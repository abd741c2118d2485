//! Reminder storage with persistence to `.minder/reminders.json`.
//!
//! Uses [`crate::state`] for atomic JSON read/write; the daemon reloads the
//! file at the top of every tick so CLI edits are picked up between scans.

use super::types::Reminder;
use serde::{Deserialize, Serialize};
use std::path::{Path, PathBuf};

/// Errors returned by [`ReminderStore::cancel`].
#[derive(Debug)]
pub enum CancelError {
    /// No reminder matched the given ID prefix.
    NotFound,
    /// Multiple reminders matched the given ID prefix.
    Ambiguous(Vec<String>),
}

impl std::fmt::Display for CancelError {
    fn fmt(&self, f: &mut std::fmt::Formatter<'_>) -> std::fmt::Result {
        match self {
            Self::NotFound => write!(f, "no reminder found"),
            Self::Ambiguous(ids) => {
                write!(f, "ambiguous ID, matches: ")?;
                for (i, id) in ids.iter().enumerate() {
                    if i > 0 {
                        write!(f, ", ")?;
                    }
                    write!(f, "{}", super::short_id(id))?;
                }
                Ok(())
            }
        }
    }
}

/// On-disk format for the reminders file.
#[derive(Debug, Clone, Default, Serialize, Deserialize)]
struct ReminderStoreState {
    #[serde(default)]
    reminders: Vec<Reminder>,
}

/// Manages persisted reminders.
pub struct ReminderStore {
    path: PathBuf,
    state: ReminderStoreState,
}

impl ReminderStore {
    /// Load or create a reminder store at `<data_root>/.minder/reminders.json`.
    pub fn load(data_root: &Path) -> color_eyre::Result<Self> {
        Self::open(data_root.join(".minder/reminders.json"))
    }

    /// Load or create a reminder store at an explicit path.
    ///
    /// A corrupt file is an error rather than a silent reset; reminders are
    /// user data and a bad parse must not wipe them.
    pub fn open(path: PathBuf) -> color_eyre::Result<Self> {
        let state: ReminderStoreState = crate::state::load_state(&path)?;
        Ok(Self { path, state })
    }

    /// Persist current state to disk.
    pub fn save(&self) -> color_eyre::Result<()> {
        crate::state::save_state(&self.path, &self.state)
    }

    /// Add a new reminder. Returns the reminder's ID.
    pub fn add(&mut self, reminder: Reminder) -> String {
        let id = reminder.id.clone();
        self.state.reminders.push(reminder);
        id
    }

    /// Cancel (remove) a reminder by ID prefix. Returns the full ID.
    pub fn cancel(&mut self, id_prefix: &str) -> Result<String, CancelError> {
        let matches: Vec<usize> = self
            .state
            .reminders
            .iter()
            .enumerate()
            .filter(|(_, r)| r.id.starts_with(id_prefix))
            .map(|(i, _)| i)
            .collect();

        match matches.len() {
            0 => Err(CancelError::NotFound),
            1 => {
                let r = self.state.reminders.remove(matches[0]);
                Ok(r.id)
            }
            _ => {
                let ids: Vec<String> = matches
                    .iter()
                    .map(|&i| self.state.reminders[i].id.clone())
                    .collect();
                Err(CancelError::Ambiguous(ids))
            }
        }
    }

    /// All reminders still awaiting action, sorted by next pending time.
    /// Completed reminders sort last (they have no pending time).
    pub fn active(&self) -> Vec<&Reminder> {
        let mut active: Vec<&Reminder> = self
            .state
            .reminders
            .iter()
            .filter(|r| !r.completed)
            .collect();
        active.sort_by_key(|r| r.next_time());
        active
    }

    /// Replace the full reminder list (external sync).
    ///
    /// The incoming list wins wholesale; there is no per-record merge.
    pub fn replace_all(&mut self, reminders: Vec<Reminder>) {
        self.state.reminders = reminders;
    }

    pub fn reminders(&self) -> &[Reminder] {
        &self.state.reminders
    }

    pub fn reminders_mut(&mut self) -> &mut [Reminder] {
        &mut self.state.reminders
    }
}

### AIM OF THE EXERCISE:
Set out, exactly as written, the lines from the line with "next pending time." to the last line of the records, inclusive, and only those lines.

### OUTPUT FOR THIS TASK:
    /// All reminders still awaiting action, sorted by next pending time.
    /// Completed reminders sort last (they have no pending time).
    pub fn active(&self) -> Vec<&Reminder> {
        let mut active: Vec<&Reminder> = self
            .state
            .reminders
            .iter()
            .filter(|r| !r.completed)
            .collect();
        active.sort_by_key(|r| r.next_time());
        active
    }

    /// Replace the full reminder list (external sync).
    ///
    /// The incoming list wins wholesale; there is no per-record merge.
    pub fn replace_all(&mut self, reminders: Vec<Reminder>) {
        self.state.reminders = reminders;
    }

    pub fn reminders(&self) -> &[Reminder] {
        &self.state.reminders
    }

    pub fn reminders_mut(&mut self) -> &mut [Reminder] {
        &mut self.state.reminders
    }
}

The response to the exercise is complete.